**DATASET EXTRACT:**
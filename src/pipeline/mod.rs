//! Bronze -> silver -> gold transformation pipeline.
//!
//! - [`quality`]: validate and repair the raw operator feed
//! - [`align`]: shift to target alignment and force the 1h grid
//! - [`features`]: derive calendar, lag, and rolling features

pub mod align;
pub mod features;
pub mod quality;
mod stats;

pub use align::align;
pub use features::build;
pub use quality::{enforce, enforce_frame, QualityError};

use crate::data::types::{AlignedSeries, FeatureMatrix, RawSeries};

/// Run the full transformation on an in-memory raw series, returning both
/// the aligned (silver) series and the feature (gold) matrix.
pub fn prepare(raw: RawSeries) -> (AlignedSeries, FeatureMatrix) {
    let cleaned = quality::enforce(raw);
    let aligned = align::align(&cleaned);
    let matrix = features::build(&aligned);
    (aligned, matrix)
}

**TASK:**
Lines from the top of the data above through the line with "pub use features::build;", both ends included: copy them exactly, nothing more.

**THE ANSWER:**
filename src/pipeline/mod.rs
//! Bronze -> silver -> gold transformation pipeline.
//!
//! - [`quality`]: validate and repair the raw operator feed
//! - [`align`]: shift to target alignment and force the 1h grid
//! - [`features`]: derive calendar, lag, and rolling features

pub mod align;
pub mod features;
pub mod quality;
mod stats;

pub use align::align;
pub use features::build;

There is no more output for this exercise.